All lines of the records below that contain the word "crate" must be listed.

INFORMATION GIVEN:

=-=-=-=-=

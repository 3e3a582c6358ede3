//! Capturing a page subtree and fitting it onto a fixed page.
//!
//! `RenderTarget::capture` lays out the element matched by a selector at
//! its natural size and hands it to a `Rasterizer`. `compute_transform`
//! converts the bitmap's pixel size into physical units and derives one
//! uniform scale factor that fits it inside the page margins.

pub mod layout;
pub mod paint;
pub mod raster;

use crate::page::Page;
use crate::{Error, Result};
use async_trait::async_trait;
use image::codecs::jpeg::JpegEncoder;
use image::codecs::png::PngEncoder;
use image::{DynamicImage, ExtendedColorType, ImageEncoder, RgbaImage};
use scraper::Selector;
use serde::{Deserialize, Serialize};
use std::sync::Arc;

pub use layout::LayoutTree;

/// Millimetres per CSS pixel (96 px per inch)
pub const MM_PER_PX: f64 = 25.4 / 96.0;

/// Encoded image formats understood by the document writer
#[derive(Debug, Clone, Copy, PartialEq, Eq, Serialize, Deserialize)]
#[serde(rename_all = "lowercase")]
pub enum ImageFormat {
    Png,
    Jpeg,
}

/// Rasterized pixels of a captured subtree
#[derive(Debug, Clone)]
pub struct Bitmap {
    pixels: RgbaImage,
}

impl Bitmap {
    pub fn new(pixels: RgbaImage) -> Self {
        Self { pixels }
    }

    pub fn width(&self) -> u32 {
        self.pixels.width()
    }

    pub fn height(&self) -> u32 {
        self.pixels.height()
    }

    pub fn pixel(&self, x: u32, y: u32) -> [u8; 4] {
        self.pixels.get_pixel(x, y).0
    }

    pub fn as_raw(&self) -> &[u8] {
        self.pixels.as_raw()
    }

    /// Encode the bitmap. `quality` (0..=1) only affects JPEG; JPEG drops
    /// the alpha channel.
    pub fn to_image_data(&self, format: ImageFormat, quality: f64) -> Result<Vec<u8>> {
        let mut buf = Vec::new();
        match format {
            ImageFormat::Png => {
                PngEncoder::new(&mut buf).write_image(
                    self.pixels.as_raw(),
                    self.width(),
                    self.height(),
                    ExtendedColorType::Rgba8,
                )?;
            }
            ImageFormat::Jpeg => {
                let rgb = DynamicImage::ImageRgba8(self.pixels.clone()).to_rgb8();
                let q = (quality.clamp(0.0, 1.0) * 100.0).round().max(1.0) as u8;
                JpegEncoder::new_with_quality(&mut buf, q).encode_image(&rgb)?;
            }
        }
        Ok(buf)
    }
}

/// Options passed through to the rasterizer
#[derive(Debug, Clone)]
pub struct RasterOptions {
    /// Supersampling factor
    pub scale: f64,
    pub use_cors: bool,
    pub allow_taint: bool,
    pub background_color: String,
    /// Natural content width in CSS px
    pub width: u32,
    /// Natural content height in CSS px
    pub height: u32,
}

/// Owned snapshot of the element being captured
#[derive(Debug, Clone)]
pub struct Subtree {
    pub selector: String,
    /// Outer HTML of the element
    pub html: String,
    pub layout: LayoutTree,
}

/// Turns a subtree into pixels
#[async_trait]
pub trait Rasterizer: Send + Sync {
    async fn capture(&self, subtree: &Subtree, opts: &RasterOptions) -> Result<Bitmap>;
}

#[derive(Debug, Clone, Copy, PartialEq, Eq, Serialize, Deserialize)]
#[serde(rename_all = "lowercase")]
pub enum Orientation {
    Portrait,
    Landscape,
}

impl Orientation {
    /// Landscape only when strictly wider than tall.
    pub fn from_pixels(width: u32, height: u32) -> Self {
        if width > height {
            Orientation::Landscape
        } else {
            Orientation::Portrait
        }
    }

    pub fn as_str(&self) -> &'static str {
        match self {
            Orientation::Portrait => "portrait",
            Orientation::Landscape => "landscape",
        }
    }
}

/// A captured bitmap and its pixel size
#[derive(Debug, Clone)]
pub struct CaptureResult {
    pub width: u32,
    pub height: u32,
    pub bitmap: Bitmap,
}

impl CaptureResult {
    pub fn new(bitmap: Bitmap) -> Self {
        Self {
            width: bitmap.width(),
            height: bitmap.height(),
            bitmap,
        }
    }

    pub fn orientation(&self) -> Orientation {
        Orientation::from_pixels(self.width, self.height)
    }
}

/// Output page geometry in millimetres, given in portrait form
#[derive(Debug, Clone, Copy, PartialEq, Serialize, Deserialize)]
pub struct PageConfig {
    pub width: f64,
    pub height: f64,
    pub margin: f64,
}

impl PageConfig {
    pub fn a4(margin: f64) -> Self {
        Self { width: 210.0, height: 297.0, margin }
    }

    /// Page width and height once turned to `orientation`.
    pub fn dimensions(&self, orientation: Orientation) -> (f64, f64) {
        let short = self.width.min(self.height);
        let long = self.width.max(self.height);
        match orientation {
            Orientation::Portrait => (short, long),
            Orientation::Landscape => (long, short),
        }
    }
}

/// Where and how large the bitmap is drawn, in millimetres
#[derive(Debug, Clone, Copy, PartialEq)]
pub struct PlacementTransform {
    /// Uniform scale applied to both axes
    pub ratio: f64,
    pub width: f64,
    pub height: f64,
    pub x: f64,
    pub y: f64,
    pub orientation: Orientation,
    pub page_width: f64,
    pub page_height: f64,
}

/// Fit a `px_width` x `px_height` bitmap onto `page`.
///
/// Horizontally centered; vertically anchored at the top margin. Both
/// pixel dimensions must be non-zero.
pub fn fit(px_width: u32, px_height: u32, page: &PageConfig) -> PlacementTransform {
    debug_assert!(px_width > 0 && px_height > 0);
    let orientation = Orientation::from_pixels(px_width, px_height);
    let (page_width, page_height) = page.dimensions(orientation);

    let img_w = px_width as f64 * MM_PER_PX;
    let img_h = px_height as f64 * MM_PER_PX;
    let avail_w = page_width - 2.0 * page.margin;
    let avail_h = page_height - 2.0 * page.margin;

    let ratio = (avail_w / img_w).min(avail_h / img_h);
    let width = img_w * ratio;
    let height = img_h * ratio;

    PlacementTransform {
        ratio,
        width,
        height,
        x: (page_width - width) / 2.0,
        y: page.margin,
        orientation,
        page_width,
        page_height,
    }
}

pub fn compute_transform(capture: &CaptureResult, page: &PageConfig) -> PlacementTransform {
    fit(capture.width, capture.height, page)
}

/// Rasterizer settings chosen by the caller
#[derive(Debug, Clone)]
pub struct CaptureSettings {
    pub scale: f64,
    pub use_cors: bool,
    pub allow_taint: bool,
    pub background_color: String,
}

/// Captures elements of a page through a rasterizer
#[derive(Clone)]
pub struct RenderTarget {
    rasterizer: Arc<dyn Rasterizer>,
    viewport_width: u32,
}

impl RenderTarget {
    pub fn new(rasterizer: Arc<dyn Rasterizer>, viewport_width: u32) -> Self {
        Self {
            rasterizer,
            viewport_width,
        }
    }

    /// Lay out the first element matching `selector`.
    pub fn snapshot(&self, page: &Page, selector: &str) -> Result<Subtree> {
        let sel = Selector::parse(selector)
            .map_err(|e| Error::Config(format!("invalid selector {:?}: {:?}", selector, e)))?;
        let doc = page.document();
        let el = doc.select(&sel).next().ok_or_else(|| Error::ElementNotFound {
            selector: selector.to_string(),
        })?;
        Ok(Subtree {
            selector: selector.to_string(),
            html: el.html(),
            layout: layout::layout_subtree(el, self.viewport_width),
        })
    }

    pub async fn capture(
        &self,
        page: &Page,
        selector: &str,
        settings: &CaptureSettings,
    ) -> Result<CaptureResult> {
        let subtree = self.snapshot(page, selector)?;
        let opts = RasterOptions {
            scale: settings.scale,
            use_cors: settings.use_cors,
            allow_taint: settings.allow_taint,
            background_color: settings.background_color.clone(),
            width: subtree.layout.width,
            height: subtree.layout.height,
        };
        let bitmap = self.rasterizer.capture(&subtree, &opts).await?;
        if bitmap.width() == 0 || bitmap.height() == 0 {
            return Err(Error::Render(format!("{} rasterized to an empty bitmap", selector)));
        }
        Ok(CaptureResult::new(bitmap))
    }

    pub fn compute_transform(&self, capture: &CaptureResult, page: &PageConfig) -> PlacementTransform {
        compute_transform(capture, page)
    }
}

#[cfg(test)]
mod tests {
    use super::*;

    const EPS: f64 = 1e-9;

    #[test]
    fn orientation_follows_aspect() {
        assert_eq!(Orientation::from_pixels(800, 600).as_str(), "landscape");
        assert_eq!(Orientation::from_pixels(600, 800).as_str(), "portrait");
        assert_eq!(Orientation::from_pixels(600, 600), Orientation::Portrait);
    }

    #[test]
    fn fit_preserves_aspect_ratio() {
        let page = PageConfig::a4(10.0);
        for (w, h) in [(1000, 500), (500, 1000), (333, 777), (4000, 30), (1, 1)] {
            let t = fit(w, h, &page);
            assert!((t.width / t.height - w as f64 / h as f64).abs() < 1e-9, "{}x{}", w, h);
            assert!(t.width <= t.page_width - 2.0 * page.margin + EPS);
            assert!(t.height <= t.page_height - 2.0 * page.margin + EPS);
        }
    }

    #[test]
    fn exact_fit_has_unit_ratio() {
        // 254 x 508 mm available == 960 x 1920 px
        let page = PageConfig { width: 274.0, height: 528.0, margin: 10.0 };
        let t = fit(960, 1920, &page);
        assert!((t.ratio - 1.0).abs() < 1e-9);
        assert!((t.width - 254.0).abs() < 1e-9);
        assert!((t.height - 508.0).abs() < 1e-9);
    }

    #[test]
    fn wide_capture_is_centered_and_top_anchored() {
        let t = fit(1000, 500, &PageConfig::a4(10.0));
        assert_eq!(t.orientation, Orientation::Landscape);
        assert_eq!((t.page_width, t.page_height), (297.0, 210.0));
        assert!((t.width - 277.0).abs() < 1e-9);
        assert!((t.x - (297.0 - t.width) / 2.0).abs() < EPS);
        assert_eq!(t.y, 10.0);
    }

    #[test]
    fn small_capture_grows_to_fill() {
        let t = fit(10, 20, &PageConfig::a4(0.0));
        assert!(t.ratio > 1.0);
        assert!((t.width - 210.0).abs() < 1e-9 || (t.height - 297.0).abs() < 1e-9);
    }

    #[test]
    fn jpeg_and_png_encode() {
        let bmp = Bitmap::new(RgbaImage::from_pixel(8, 4, image::Rgba([10, 20, 30, 255])));
        let png = bmp.to_image_data(ImageFormat::Png, 1.0).unwrap();
        assert_eq!(&png[..4], b"\x89PNG");
        let jpg = bmp.to_image_data(ImageFormat::Jpeg, 0.5).unwrap();
        assert_eq!(&jpg[..2], &[0xff, 0xd8]);
    }

    #[tokio::test]
    async fn capture_uses_natural_height() {
        let mut page = Page::new("t").with_mount("cv");
        page.set_inner_html("#cv", "<p>x</p>".repeat(100)).unwrap();
        let target = RenderTarget::new(Arc::new(raster::SoftwareRasterizer), 320);
        let settings = CaptureSettings {
            scale: 1.0,
            use_cors: true,
            allow_taint: false,
            background_color: "#fff".into(),
        };
        let cap = target.capture(&page, "#cv", &settings).await.unwrap();
        assert_eq!(cap.width, 320);
        assert!(cap.height > 2000);
        assert_eq!(cap.orientation(), Orientation::Portrait);
    }

    #[tokio::test]
    async fn capture_missing_element_fails() {
        let page = Page::new("t").with_mount("cv");
        let target = RenderTarget::new(Arc::new(raster::SoftwareRasterizer), 320);
        let settings = CaptureSettings {
            scale: 1.0,
            use_cors: true,
            allow_taint: false,
            background_color: "#fff".into(),
        };
        let err = target.capture(&page, "#page", &settings).await.unwrap_err();
        assert!(matches!(err, Error::ElementNotFound { ref selector } if selector == "#page"));
    }
}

=-=-=-=-=

OUTPUT BELOW:
use crate::page::Page;
use crate::{Error, Result};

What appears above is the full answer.